How to make a tie on Chair Pad

Because I want to be as clear as possible, this process may seem complicated.   If you follow the instructions carefully, I think you'll not have any problems.

1.  Make an exact pattern of the chair seat.   Don't forget to fold it double to be sure both sides are the same.

2.   Pin the pattern to 3" medium density foam.   Use a magic marker to mark the pattern onto the foam.

3.  Using an electric carving knife,  cut the foam into the outlined shape.

4.   Since this will be a knife edge pad, mark the foam with a line
1" in from the edge on both top and bottom.   Then put a line on the
side 1" in from the top and bottom edge.

5.   Watching both lines cut the 45 degree angle around both
the top and bottom.

6.  Measure the foam across the top and half way down each side.
Do this from side to side and front to back.   This gives you the
measurement for your next pattern.

7.   Using your first pattern as a guide,  add the additional width.   For example
if your new measurement is 3" more, add 1  1/2"  on each side of the first pattern.
.   Do the same front to back.  Since you want the cover to
be tight it is not necessary to add for seam allowances.



8.   Cut a square of fabric a few inches larger  than  your new
pattern.  In this case I am using the fabric from the "How to
mitre a Stripe" blog.   Center the fabric and pin it down.
Using a pencil or fine tipped marker, mark the pattern on the
fabric.  This is more exacting than trying to cut the fabric while
the pattern is in place.




9.   Welting the edge is not essential but it gives you a more
professional looking pad.   Use a welt cord of no more than
1/4"  in diameter.   To find how wide to cut the welt cord
fabric, wrap the cord tight with a piece of fabric.   Mark both
sides tight against the cord.   Lay the fabric flat-add 1" and
that is your width.   You want the fabric to go around the cord
and have 1/2"  seam allowance .   For example if the circum-
ference of the cord  is 5/8",  you will cut your welt fabric 1 5/8"
wide.   In the past I would sometimes cut the fabric a little
wider thinking  the extra width would give me a little wiggle
room.   DON'T DO IT.   It will throw off your other measurements.

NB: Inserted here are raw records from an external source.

//! Per-player batting and bowling records.
//!
//! Entries are created lazily on first involvement (selection at the crease,
//! selection as bowler, arriving as a replacement batter) and are never
//! removed for the life of a match.

use super::player::PlayerId;
use super::score::{overs_str, runs_per_over};
use crate::error::{Result, ScoringError};
use serde::{Deserialize, Serialize};
use std::collections::BTreeMap;

#[derive(Debug, Clone, Default, PartialEq, Eq, Serialize, Deserialize)]
pub struct BatterStats {
    pub runs: u32,
    pub balls_faced: u32,
    pub fours: u32,
    pub sixes: u32,
    /// How the batter was dismissed; `None` while not out.
    #[serde(default, skip_serializing_if = "Option::is_none")]
    pub dismissal: Option<String>,
}

impl BatterStats {
    /// Runs per 100 balls faced.
    pub fn strike_rate(&self) -> f64 {
        if self.balls_faced == 0 {
            return 0.0;
        }
        self.runs as f64 * 100.0 / self.balls_faced as f64
    }

    pub fn is_out(&self) -> bool {
        self.dismissal.is_some()
    }
}

#[derive(Debug, Clone, Default, PartialEq, Eq, Serialize, Deserialize)]
pub struct BowlerStats {
    pub balls_bowled: u32,
    pub runs_conceded: u32,
    pub wickets: u32,
}

impl BowlerStats {
    pub fn overs_display(&self) -> String {
        overs_str(self.balls_bowled)
    }

    /// Runs conceded per over.
    pub fn economy(&self) -> f64 {
        runs_per_over(self.runs_conceded, self.balls_bowled)
    }
}

/// Combined record returned by [`StatsBook::get_stats`].
#[derive(Debug, Clone, PartialEq, Serialize, Deserialize)]
pub struct PlayerStats {
    pub player: PlayerId,
    #[serde(skip_serializing_if = "Option::is_none")]
    pub batting: Option<BatterStats>,
    #[serde(skip_serializing_if = "Option::is_none")]
    pub bowling: Option<BowlerStats>,
}

#[derive(Debug, Clone, Default, PartialEq, Eq, Serialize, Deserialize)]
pub struct StatsBook {
    pub batters: BTreeMap<PlayerId, BatterStats>,
    pub bowlers: BTreeMap<PlayerId, BowlerStats>,
}

impl StatsBook {
    pub fn new() -> Self {
        Self::default()
    }

    /// Batting record, inserted empty on first use.
    pub fn batter_mut(&mut self, player: &PlayerId) -> &mut BatterStats {
        self.batters.entry(player.clone()).or_default()
    }

    /// Bowling record, inserted empty on first use.
    pub fn bowler_mut(&mut self, player: &PlayerId) -> &mut BowlerStats {
        self.bowlers.entry(player.clone()).or_default()
    }

    pub fn batter(&self, player: &PlayerId) -> Option<&BatterStats> {
        self.batters.get(player)
    }

    pub fn bowler(&self, player: &PlayerId) -> Option<&BowlerStats> {
        self.bowlers.get(player)
    }

    pub fn get_stats(&self, player: &PlayerId) -> Result<PlayerStats> {
        let batting = self.batter(player).cloned();
        let bowling = self.bowler(player).cloned();
        if batting.is_none() && bowling.is_none() {
            return Err(ScoringError::NotFound(format!("no statistics recorded for {}", player)));
        }
        Ok(PlayerStats { player: player.clone(), batting, bowling })
    }
}
//! Batting rotation: strike changes and incoming batters.

use super::state::MatchState;
use crate::models::{PlayerId, TeamSide};

impl MatchState {
    pub(crate) fn swap_strike(&mut self) {
        std::mem::swap(&mut self.striker, &mut self.non_striker);
    }

    /// Walk the batting-order cursor for the next batter, skipping whoever is
    /// at the crease and anyone already out. Leaves the striker slot empty
    /// when the order is exhausted.
    pub(crate) fn replace_dismissed_striker(&mut self) -> Option<PlayerId> {
        let mut idx = self.next_batter_index;
        let mut incoming = None;

        while idx < self.batting_order.len() {
            let candidate = &self.batting_order[idx];
            idx += 1;
            let at_crease = self.striker.as_ref() == Some(candidate)
                || self.non_striker.as_ref() == Some(candidate);
            if !at_crease && !self.dismissed.contains(candidate) {
                incoming = Some(candidate.clone());
                break;
            }
        }

        self.next_batter_index = idx;
        self.striker = incoming.clone();
        if let Some(player) = &incoming {
            self.stats.batter_mut(player);
        }
        incoming
    }

    /// Fresh batting order and empty crease for `side`.
    pub(crate) fn reset_batting_for(&mut self, side: TeamSide) {
        self.batting_order = self.teams.roster(side).players().to_vec();
        self.next_batter_index = 0;
        self.striker = None;
        self.non_striker = None;
        self.dismissed.clear();
    }
}
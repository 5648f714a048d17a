use serde::{Deserialize, Serialize};
use std::collections::HashSet;
use std::fmt;

use crate::error::{Result, ScoringError};

/// Minimum roster size: a batting pair must be able to take the crease.
pub const MIN_ROSTER_SIZE: usize = 2;

/// Player identifier (the name as entered on the team sheet).
///
/// Always trimmed and non-empty. Stats, selections and the batting order are
/// all keyed by this type.
#[derive(Debug, Clone, PartialEq, Eq, PartialOrd, Ord, Hash, Serialize, Deserialize)]
#[serde(try_from = "String", into = "String")]
pub struct PlayerId(String);

impl PlayerId {
    pub fn new(name: impl AsRef<str>) -> Result<Self> {
        let trimmed = name.as_ref().trim();
        if trimmed.is_empty() {
            return Err(ScoringError::Validation("player name must not be empty".to_string()));
        }
        Ok(Self(trimmed.to_string()))
    }

    pub fn as_str(&self) -> &str {
        &self.0
    }
}

impl TryFrom<String> for PlayerId {
    type Error = ScoringError;

    fn try_from(value: String) -> Result<Self> {
        PlayerId::new(value)
    }
}

impl From<PlayerId> for String {
    fn from(id: PlayerId) -> Self {
        id.0
    }
}

impl fmt::Display for PlayerId {
    fn fmt(&self, f: &mut fmt::Formatter) -> fmt::Result {
        f.write_str(&self.0)
    }
}

/// Ordered team sheet. Order doubles as the default batting order.
#[derive(Debug, Clone, PartialEq, Eq, Serialize, Deserialize)]
#[serde(try_from = "Vec<PlayerId>", into = "Vec<PlayerId>")]
pub struct Roster(Vec<PlayerId>);

impl Roster {
    pub fn new(players: Vec<PlayerId>) -> Result<Self> {
        if players.len() < MIN_ROSTER_SIZE {
            return Err(ScoringError::Validation(format!(
                "roster needs at least {} players, found {}",
                MIN_ROSTER_SIZE,
                players.len()
            )));
        }

        let mut seen = HashSet::new();
        for player in &players {
            if !seen.insert(player) {
                return Err(ScoringError::Validation(format!(
                    "duplicate player in roster: {}",
                    player
                )));
            }
        }

        Ok(Self(players))
    }

    /// Build a roster from raw names, skipping blank lines the way the team
    /// sheet text area is read.
    pub fn from_names<I, S>(names: I) -> Result<Self>
    where
        I: IntoIterator<Item = S>,
        S: AsRef<str>,
    {
        let players = names
            .into_iter()
            .filter(|n| !n.as_ref().trim().is_empty())
            .map(PlayerId::new)
            .collect::<Result<Vec<_>>>()?;
        Self::new(players)
    }

    /// Parse one player per line.
    pub fn from_lines(text: &str) -> Result<Self> {
        Self::from_names(text.lines())
    }

    pub fn players(&self) -> &[PlayerId] {
        &self.0
    }

    pub fn contains(&self, player: &PlayerId) -> bool {
        self.0.contains(player)
    }

    pub fn len(&self) -> usize {
        self.0.len()
    }

    pub fn is_empty(&self) -> bool {
        self.0.is_empty()
    }
}

impl TryFrom<Vec<PlayerId>> for Roster {
    type Error = ScoringError;

    fn try_from(value: Vec<PlayerId>) -> Result<Self> {
        Roster::new(value)
    }
}

impl From<Roster> for Vec<PlayerId> {
    fn from(roster: Roster) -> Self {
        roster.0
    }
}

10.   Cut the cord fabric on the bias or diagonal across the fabric.
Use a yard stick to mark your first diagonal line.   Measure and
mark 1 5/8"  or  whatever your cord measurement is and draw
another line.   Mark off and cut several diagonal strips.   If you
lay the strips face to face at a 45 degree angle and match the
pattern;  The joined strip should lay out flat. {see Picture)
Don't forget to use a very small stitch.   If the two pieces don't
lay out straight you did something wrong.   Cut them apart and
turn one of them end to end.   Match the pattern and on a 45degree
angle sew the new end to the old end.   It's tricky but be patient
you'll figure it out.









11.   Using the zipper foot on the right side of the needle,  wrap
the cord.   Put both edges together and sew tight next to the cord.



12.   Once the cord is covered,  put it on the top edge of pad cover.   Align the edge of the cord
with the edge of your pad cover.   Sewing tight against the cord, attach it to the pad cover.
Never start on a corner! 




When you come to a corner put a relief cut in the selvage up to the cord

Sew all the way around the cover until you get to where you started.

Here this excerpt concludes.